I really like this tank... only thing I could say is a lil bit of a rake in the sand would be nice, like peak it up behind the main piece of wood and maybe give it a wave here and there...


great work


----------



## Meganne (Sep 3, 2012)

the plants are growing! I hardly notice day to day but reviewing pictures ...goodness! I have added glossostigma to the backleft corner.
the Dwarf Baby'sBreath still struggles .though I have added DIY C02


----------



## StraightAddicted (May 20, 2012)

I would get rid of the black ghost knife. They tend to be semi aggressive predators that will peck at smaller fish if they can catch them. They are nocturnal so you won't see it much anyways.


----------



## Meganne (Sep 3, 2012)

yes I know! I asked aout it at the LFS and was told they are good in a community tank...yeah, right! *roll eyes*
for now it is small and behaving. it comes out every eveningwhen the room is dark and the LED light goes off(the florecent stays on for a while after that.) it must dim thngs just enough for it to be comfortable. while it behaves we will enjoy it, when it starts to act up it is gone.


----------



## Meganne (Sep 3, 2012)

so one of the othr things I do is hand build with clay, as in pottery. I have been on a roll making little mermaids, dont ask me why as I dont really know. Anyway, two of my cousins have planted tanks and put the mermaids I had gifted them into their tanks. My husband loved the idea so now one lives in my tank. Pretty tacky I know, but seeing as I put this all together for him in the first place it was his call :icon_roll


----------



## Meganne (Sep 3, 2012)

I moved the Crypt(Balansae, I think) back and to the left side of the large vertical DW. the plant which was there (peacock fern is all the tag at the lfs said) I wedged along the inner crevase of the DW.

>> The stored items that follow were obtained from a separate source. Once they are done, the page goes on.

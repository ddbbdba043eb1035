use std::net::SocketAddr;
use std::sync::Arc;

use axum::body::Body;
use axum::extract::ConnectInfo;
use axum::http::{header, Request, StatusCode};
use axum::response::Response;
use axum::Router;
use serde_json::{json, Value};
use snip_gateway::model::{AnalyticsResponse, ShortenResponse};
use snip_gateway::{App, AppState};
use snip_generator::HashGenerator;
use snip_storage::InMemoryRepository;
use tower::ServiceExt;

const BASE_URL: &str = "http://sn.ip";

fn router() -> Router {
    router_with(AppState::from_store(
        Arc::new(InMemoryRepository::new()),
        HashGenerator::new(),
        0,
        BASE_URL,
    ))
}

fn router_with(state: AppState) -> Router {
    App::router(state)
}

fn peer() -> ConnectInfo<SocketAddr> {
    ConnectInfo(SocketAddr::from(([203, 0, 113, 7], 40000)))
}

async fn send(router: &Router, request: Request<Body>) -> Response {
    router.clone().oneshot(request).await.unwrap()
}

async fn body_json(response: Response) -> Value {
    let bytes = axum::body::to_bytes(response.into_body(), usize::MAX)
        .await
        .unwrap();
    serde_json::from_slice(&bytes).unwrap()
}

async fn shorten(router: &Router, body: Value) -> Response {
    send(
        router,
        Request::post("/shorten")
            .header(header::CONTENT_TYPE, "application/json")
            .body(Body::from(body.to_string()))
            .unwrap(),
    )
    .await
}

async fn visit(router: &Router, path: &str) -> Response {
    let mut request = Request::get(path).body(Body::empty()).unwrap();
    request.extensions_mut().insert(peer());
    send(router, request).await
}

async fn analytics(router: &Router, code: &str) -> Response {
    send(
        router,
        Request::get(format!("/analytics/{code}"))
            .body(Body::empty())
            .unwrap(),
    )
    .await
}

fn code_of(short_url: &str) -> &str {
    short_url.rsplit('/').next().unwrap()
}

#[tokio::test]
async fn health_reports_ok() {
    let response = send(&router(), Request::get("/health").body(Body::empty()).unwrap()).await;

    assert_eq!(response.status(), StatusCode::OK);
    assert_eq!(body_json(response).await, json!({ "status": "ok" }));
}

#[tokio::test]
async fn shorten_then_redirect_then_count() {
    let router = router();

    let response = shorten(
        &router,
        json!({ "original_url": "https://example.com/a", "expires_in_hours": 1 }),
    )
    .await;
    assert_eq!(response.status(), StatusCode::OK);
    let created: ShortenResponse = serde_json::from_value(body_json(response).await).unwrap();
    assert_eq!(created.original_url, "https://example.com/a");
    assert_eq!(created.short_url, "http://sn.ip/2dce0a");

    let response = visit(&router, "/2dce0a").await;
    assert_eq!(response.status(), StatusCode::FOUND);
    assert_eq!(
        response.headers()[header::LOCATION],
        "https://example.com/a"
    );

    let response = analytics(&router, "2dce0a").await;
    assert_eq!(response.status(), StatusCode::OK);
    let stats: AnalyticsResponse = serde_json::from_value(body_json(response).await).unwrap();
    assert_eq!(stats.short_code, "2dce0a");
    assert_eq!(stats.short_url, "http://sn.ip/2dce0a");
    assert_eq!(stats.access_count, 1);
    assert_eq!(stats.logs.len(), 1);
    assert_eq!(stats.logs[0].ip_address, "203.0.113.7");
}

#[tokio::test]
async fn default_expiry_is_a_day() {
    let router = router();

    let response = shorten(&router, json!({ "original_url": "https://example.com/a" })).await;
    assert_eq!(response.status(), StatusCode::OK);
    let created: ShortenResponse = serde_json::from_value(body_json(response).await).unwrap();

    let remaining = jiff::Timestamp::now().duration_until(created.expires_at);
    assert!(remaining > jiff::SignedDuration::from_hours(23));
    assert!(remaining <= jiff::SignedDuration::from_hours(24));
}

#[tokio::test]
async fn shortening_the_same_url_twice_is_rejected() {
    let router = router();
    let body = json!({ "original_url": "https://example.com/a", "expires_in_hours": 1 });

    assert_eq!(shorten(&router, body.clone()).await.status(), StatusCode::OK);

    let response = shorten(
        &router,
        json!({ "original_url": "https://example.com/a", "expires_in_hours": 48 }),
    )
    .await;
    assert_eq!(response.status(), StatusCode::BAD_REQUEST);
    let error = body_json(response).await;
    assert_eq!(error["error"], "duplicate_code");

    // the first link still redirects
    assert_eq!(visit(&router, "/2dce0a").await.status(), StatusCode::FOUND);
}

#[tokio::test]
async fn already_expired_link_is_gone_and_not_logged() {
    let router = router();

    let response = shorten(
        &router,
        json!({ "original_url": "https://example.com/old", "expires_in_hours": -1 }),
    )
    .await;
    assert_eq!(response.status(), StatusCode::OK);
    let created: ShortenResponse = serde_json::from_value(body_json(response).await).unwrap();
    let code = code_of(&created.short_url).to_string();

    let response = visit(&router, &format!("/{code}")).await;
    assert_eq!(response.status(), StatusCode::GONE);
    assert_eq!(body_json(response).await["error"], "expired");

    let stats: AnalyticsResponse =
        serde_json::from_value(body_json(analytics(&router, &code).await).await).unwrap();
    assert_eq!(stats.access_count, 0);
    assert!(stats.logs.is_empty());
}

#[tokio::test]
async fn unknown_codes_are_not_found() {
    let router = router();

    let response = visit(&router, "/doesnotexist").await;
    assert_eq!(response.status(), StatusCode::NOT_FOUND);
    assert_eq!(body_json(response).await["error"], "not_found");

    assert_eq!(
        analytics(&router, "doesnotexist").await.status(),
        StatusCode::NOT_FOUND
    );
    // not even a well-formed code
    assert_eq!(visit(&router, "/a.b").await.status(), StatusCode::NOT_FOUND);
}

#[tokio::test]
async fn invalid_input_is_a_bad_request() {
    let router = router();

    for body in [
        json!({ "original_url": "not-a-valid-url" }),
        json!({ "original_url": "ftp://example.com/file" }),
        json!({ "original_url": "https://example.com", "expires_in_hours": i64::MAX }),
        json!({ "expires_in_hours": 1 }),
        json!({ "original_url": "https://example.com", "expires_in_hours": "soon" }),
    ] {
        let response = shorten(&router, body.clone()).await;
        assert_eq!(response.status(), StatusCode::BAD_REQUEST, "{body}");
        assert_eq!(body_json(response).await["error"], "bad_request", "{body}");
    }
}

#[tokio::test]
async fn protected_link_needs_its_password() {
    let router = router();

    let response = shorten(
        &router,
        json!({ "original_url": "https://example.com/secret", "password": "hunter2" }),
    )
    .await;
    assert_eq!(response.status(), StatusCode::OK);
    let created: ShortenResponse = serde_json::from_value(body_json(response).await).unwrap();
    let code = code_of(&created.short_url).to_string();

    let response = visit(&router, &format!("/{code}")).await;
    assert_eq!(response.status(), StatusCode::UNAUTHORIZED);
    assert_eq!(body_json(response).await["error"], "unauthorized");

    let response = visit(&router, &format!("/{code}?password=hunter3")).await;
    assert_eq!(response.status(), StatusCode::UNAUTHORIZED);

    let response = visit(&router, &format!("/{code}?password=hunter2")).await;
    assert_eq!(response.status(), StatusCode::FOUND);

    let mut request = Request::get(format!("/{code}"))
        .header("x-link-password", "hunter2")
        .body(Body::empty())
        .unwrap();
    request.extensions_mut().insert(peer());
    assert_eq!(send(&router, request).await.status(), StatusCode::FOUND);

    let stats: AnalyticsResponse =
        serde_json::from_value(body_json(analytics(&router, &code).await).await).unwrap();
    assert_eq!(stats.access_count, 2);
}

#[tokio::test]
async fn forwarded_for_is_used_only_when_trusted() {
    for (trust, expected) in [(false, "203.0.113.7"), (true, "198.51.100.23")] {
        let state = AppState::from_store(
            Arc::new(InMemoryRepository::new()),
            HashGenerator::new(),
            0,
            BASE_URL,
        )
        .with_trust_forwarded_for(trust);
        let router = router_with(state);

        shorten(&router, json!({ "original_url": "https://example.com/a" })).await;

        let mut request = Request::get("/2dce0a")
            .header("x-forwarded-for", "198.51.100.23, 10.0.0.1")
            .body(Body::empty())
            .unwrap();
        request.extensions_mut().insert(peer());
        assert_eq!(send(&router, request).await.status(), StatusCode::FOUND);

        let stats: AnalyticsResponse =
            serde_json::from_value(body_json(analytics(&router, "2dce0a").await).await).unwrap();
        assert_eq!(stats.logs[0].ip_address, expected);
    }
}

#[tokio::test]
async fn missing_peer_address_is_logged_as_unknown() {
    let router = router();
    shorten(&router, json!({ "original_url": "https://example.com/a" })).await;

    let response = send(&router, Request::get("/2dce0a").body(Body::empty()).unwrap()).await;
    assert_eq!(response.status(), StatusCode::FOUND);

    let stats: AnalyticsResponse =
        serde_json::from_value(body_json(analytics(&router, "2dce0a").await).await).unwrap();
    assert_eq!(stats.logs[0].ip_address, "unknown");
}

#[tokio::test]
async fn forwarded_for_that_is_not_an_address_falls_back_to_peer() {
    let state = AppState::from_store(
        Arc::new(InMemoryRepository::new()),
        HashGenerator::new(),
        0,
        BASE_URL,
    )
    .with_trust_forwarded_for(true);
    let router = router_with(state);
    shorten(&router, json!({ "original_url": "https://example.com/a" })).await;

    let mut request = Request::get("/2dce0a")
        .header("x-forwarded-for", "x".repeat(80))
        .body(Body::empty())
        .unwrap();
    request.extensions_mut().insert(peer());
    assert_eq!(send(&router, request).await.status(), StatusCode::FOUND);

    let stats: AnalyticsResponse =
        serde_json::from_value(body_json(analytics(&router, "2dce0a").await).await).unwrap();
    assert_eq!(stats.logs[0].ip_address, "203.0.113.7");
}

#[tokio::test]
async fn expires_in_is_accepted_as_an_alias() {
    let router = router();

    let response = shorten(
        &router,
        json!({ "original_url": "https://example.com/old", "expires_in": -1 }),
    )
    .await;
    assert_eq!(response.status(), StatusCode::OK);
    let created: ShortenResponse = serde_json::from_value(body_json(response).await).unwrap();

    let response = visit(&router, &format!("/{}", code_of(&created.short_url))).await;
    assert_eq!(response.status(), StatusCode::GONE);
}

#[tokio::test]
async fn malformed_query_does_not_hide_the_lookup_result() {
    let router = router();
    shorten(&router, json!({ "original_url": "https://example.com/a" })).await;

    let response = visit(&router, "/doesnotexist?password=a&password=b").await;
    assert_eq!(response.status(), StatusCode::NOT_FOUND);
    assert_eq!(body_json(response).await["error"], "not_found");

    let response = visit(&router, "/2dce0a?password=a&password=b").await;
    assert_eq!(response.status(), StatusCode::FOUND);
}
//! Link password hashing.
//!
//! Passwords are hashed with Argon2id and stored as PHC strings, so the
//! salt and parameters travel with the hash.

use argon2::{
    password_hash::{rand_core::OsRng, PasswordHash, PasswordHasher, PasswordVerifier, SaltString},
    Argon2,
};
use thiserror::Error;

#[derive(Debug, Clone, Error, PartialEq, Eq)]
pub enum PasswordError {
    #[error("password hash error: {0}")]
    Hash(String),
    #[error("stored password hash is malformed: {0}")]
    Malformed(String),
}

/// Hashes `password` with a fresh random salt.
pub fn hash_password(password: &str) -> Result<String, PasswordError> {
    let salt = SaltString::generate(&mut OsRng);

    Argon2::default()
        .hash_password(password.as_bytes(), &salt)
        .map(|hash| hash.to_string())
        .map_err(|e| PasswordError::Hash(e.to_string()))
}

/// Checks `password` against a stored PHC hash.
///
/// A mismatch is `Ok(false)`; only an unparsable hash is an error.
pub fn verify_password(password: &str, hash: &str) -> Result<bool, PasswordError> {
    let parsed = PasswordHash::new(hash).map_err(|e| PasswordError::Malformed(e.to_string()))?;

    Ok(Argon2::default()
        .verify_password(password.as_bytes(), &parsed)
        .is_ok())
}
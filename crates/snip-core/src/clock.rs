use jiff::{SignedDuration, Timestamp};
use std::sync::{Arc, Mutex};

/// Source of the current UTC instant.
///
/// Services read time through this trait so expiration boundaries can be
/// tested against a fixed instant.
pub trait Clock: Send + Sync + 'static {
    /// Returns the current time of the clock
    fn now(&self) -> Timestamp;
}

#[derive(Debug, Clone, Copy, Default)]
pub struct SystemClock;

impl Clock for SystemClock {
    fn now(&self) -> Timestamp {
        Timestamp::now()
    }
}

/// A clock that only moves when told to.
///
/// Clones share the same instant, so a test can keep a handle while a
/// service owns another.
#[derive(Debug, Clone)]
pub struct ManualClock {
    inner: Arc<Mutex<Timestamp>>,
}

impl ManualClock {
    pub fn new(now: Timestamp) -> Self {
        Self {
            inner: Arc::new(Mutex::new(now)),
        }
    }

    /// Moves the clock to `now`, backwards included.
    pub fn set(&self, now: Timestamp) {
        *self.inner.lock().unwrap_or_else(|e| e.into_inner()) = now;
    }

    /// Advances the clock by `duration`. Out-of-range results leave it unchanged.
    pub fn advance(&self, duration: SignedDuration) {
        let mut now = self.inner.lock().unwrap_or_else(|e| e.into_inner());
        *now = now.checked_add(duration).unwrap_or(*now);
    }
}

impl Clock for ManualClock {
    fn now(&self) -> Timestamp {
        *self.inner.lock().unwrap_or_else(|e| e.into_inner())
    }
}

#[cfg(test)]
mod tests {
    use super::*;

    #[test]
    fn manual_clock_works() {
        let base = Timestamp::from_second(0).unwrap();
        let clock = ManualClock::new(base);
        assert_eq!(clock.now(), base);

        clock.advance(SignedDuration::from_millis(1500));
        assert_eq!(clock.now(), Timestamp::from_millisecond(1500).unwrap());

        let target = Timestamp::from_second(1000).unwrap();
        clock.set(target);
        assert_eq!(clock.now(), target);
    }

    #[test]
    fn clones_share_the_same_instant() {
        let clock = ManualClock::new(Timestamp::from_second(10).unwrap());
        let handle = clock.clone();

        handle.advance(SignedDuration::from_secs(5));
        assert_eq!(clock.now(), Timestamp::from_second(15).unwrap());
    }
}
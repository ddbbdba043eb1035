//! Core types and traits for the Snip URL shortener.
//!
//! This crate provides the data model, the store contracts and the error
//! taxonomy shared by the shortener, redirector and analytics services.

pub mod clock;
pub mod error;
pub mod link;
pub mod password;
pub mod repository;
pub mod shortcode;
pub mod shortener;

pub use clock::{Clock, ManualClock, SystemClock};
pub use error::{CoreError, ShortenerError, StorageError};
pub use link::{AccessLogEntry, AccessLogId, Link, LinkId, NewAccessLogEntry, NewLink};
pub use password::PasswordError;
pub use repository::{AccessLogRepository, LinkRepository, ReadLinkRepository};
pub use shortcode::ShortCode;
pub use shortener::{ExpirationPolicy, ShortenParams, Shortener, DEFAULT_EXPIRES_IN_HOURS};
//! Per-link access statistics.

pub mod error;
pub mod service;

pub use error::{AnalyticsError, Result};
pub use service::{AccessRecord, Analytics, AnalyticsProvider, AnalyticsService};
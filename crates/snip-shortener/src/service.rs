use async_trait::async_trait;
use snip_core::password;
use snip_core::{
    Clock, Link, LinkRepository, NewLink, ShortenParams, Shortener, ShortenerError, StorageError,
    SystemClock,
};
use snip_generator::Generator;
use std::sync::Arc;
use tracing::{debug, warn};
use url::Url;

/// A concrete implementation of the `Shortener` trait.
///
/// This service wraps a `LinkRepository`, a `Generator` and a `Clock` to
/// handle:
/// - URL validation and normalization
/// - Short code derivation
/// - Expiration policy conversion
/// - Password hashing
///
/// Uniqueness is left to the repository. By default a code conflict is
/// reported as [`ShortenerError::DuplicateCode`] whether it comes from the
/// same URL or from a different URL sharing the hash prefix. With
/// [`ShortenerService::with_max_salt_attempts`] the second case is retried
/// with salted codes instead.
#[derive(Debug, Clone)]
pub struct ShortenerService<R, G, C = SystemClock> {
    repository: Arc<R>,
    generator: Arc<G>,
    clock: Arc<C>,
    max_salt_attempts: u32,
}

impl<R: LinkRepository, G: Generator> ShortenerService<R, G> {
    /// Creates a new `ShortenerService` reading time from the system clock.
    pub fn new(repository: R, generator: G) -> Self {
        Self::with_clock(repository, generator, SystemClock)
    }
}

impl<R: LinkRepository, G: Generator, C: Clock> ShortenerService<R, G, C> {
    pub fn with_clock(repository: R, generator: G, clock: C) -> Self {
        Self {
            repository: Arc::new(repository),
            generator: Arc::new(generator),
            clock: Arc::new(clock),
            max_salt_attempts: 0,
        }
    }

    /// Allows up to `attempts` salted retries when a code is already taken by
    /// a different URL.
    pub fn with_max_salt_attempts(mut self, attempts: u32) -> Self {
        self.max_salt_attempts = attempts;
        self
    }

    /// Validates that the URL is an absolute http(s) URL with a host and
    /// returns its normalized form.
    fn normalize_url(url: &str) -> Result<String, ShortenerError> {
        let url = url.trim();
        if url.is_empty() {
            return Err(ShortenerError::InvalidUrl(
                "URL cannot be empty".to_string(),
            ));
        }

        let parsed = Url::parse(url)
            .map_err(|e| ShortenerError::InvalidUrl(format!("{url}: {e}")))?;

        if !matches!(parsed.scheme(), "http" | "https") {
            return Err(ShortenerError::InvalidUrl(format!(
                "URL scheme must be http or https: {}",
                parsed.scheme()
            )));
        }

        if parsed.host_str().map_or(true, str::is_empty) {
            return Err(ShortenerError::InvalidUrl(format!(
                "URL must have a host: {url}"
            )));
        }

        Ok(parsed.into())
    }

    /// Hashes the password off the async executor. Empty passwords mean a
    /// public link.
    async fn hash_password(password: Option<String>) -> Result<Option<String>, ShortenerError> {
        let Some(password) = password.filter(|p| !p.is_empty()) else {
            return Ok(None);
        };

        let hash = tokio::task::spawn_blocking(move || password::hash_password(&password))
            .await
            .map_err(|e| ShortenerError::PasswordHash(e.to_string()))?
            .map_err(|e| ShortenerError::PasswordHash(e.to_string()))?;

        Ok(Some(hash))
    }
}

#[async_trait]
impl<R: LinkRepository, G: Generator, C: Clock> Shortener for ShortenerService<R, G, C> {
    async fn shorten(&self, params: ShortenParams) -> Result<Link, ShortenerError> {
        let original_url = Self::normalize_url(&params.original_url)?;

        let created_at = self.clock.now();
        let expires_at = params.expiration.expires_at(created_at)?;
        let password_hash = Self::hash_password(params.password).await?;

        let mut attempt = 0;
        loop {
            let short_code = self.generator.generate(&original_url, attempt);
            let link = NewLink {
                original_url: original_url.clone(),
                short_code: short_code.clone(),
                created_at,
                expires_at,
                password_hash: password_hash.clone(),
            };

            match self.repository.create(link).await {
                Ok(link) => {
                    debug!(
                        code = %link.short_code,
                        url = %link.original_url,
                        expires_at = %link.expires_at,
                        protected = link.is_protected(),
                        "shortened url"
                    );
                    return Ok(link);
                }
                Err(StorageError::DuplicateCode(code)) if attempt < self.max_salt_attempts => {
                    let existing = self.repository.find_by_code(&short_code).await?;
                    if existing.map_or(true, |link| link.original_url == original_url) {
                        return Err(ShortenerError::DuplicateCode(code));
                    }
                    warn!(code = %code, attempt, "short code collision, retrying with salt");
                    attempt += 1;
                }
                Err(err) => return Err(err.into()),
            }
        }
    }
}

on the forground DW I have sewn some Chrismas moss along each leg. This would have been much easier to have done BEFORE the tank was flooded! duh! oh, well I am learning as I go.









in place of the crypt I moved I put a pretty little plant which I have no name for...anyone???


----------



## Meganne (Sep 3, 2012)

short dark algea(I guess, almost looks black, very fine and short and ugly on the white sand!)) growing all over the floor..... help!


----------



## oliver77 (Oct 22, 2012)

I'm a fan of sands. so this is definitely nicely done!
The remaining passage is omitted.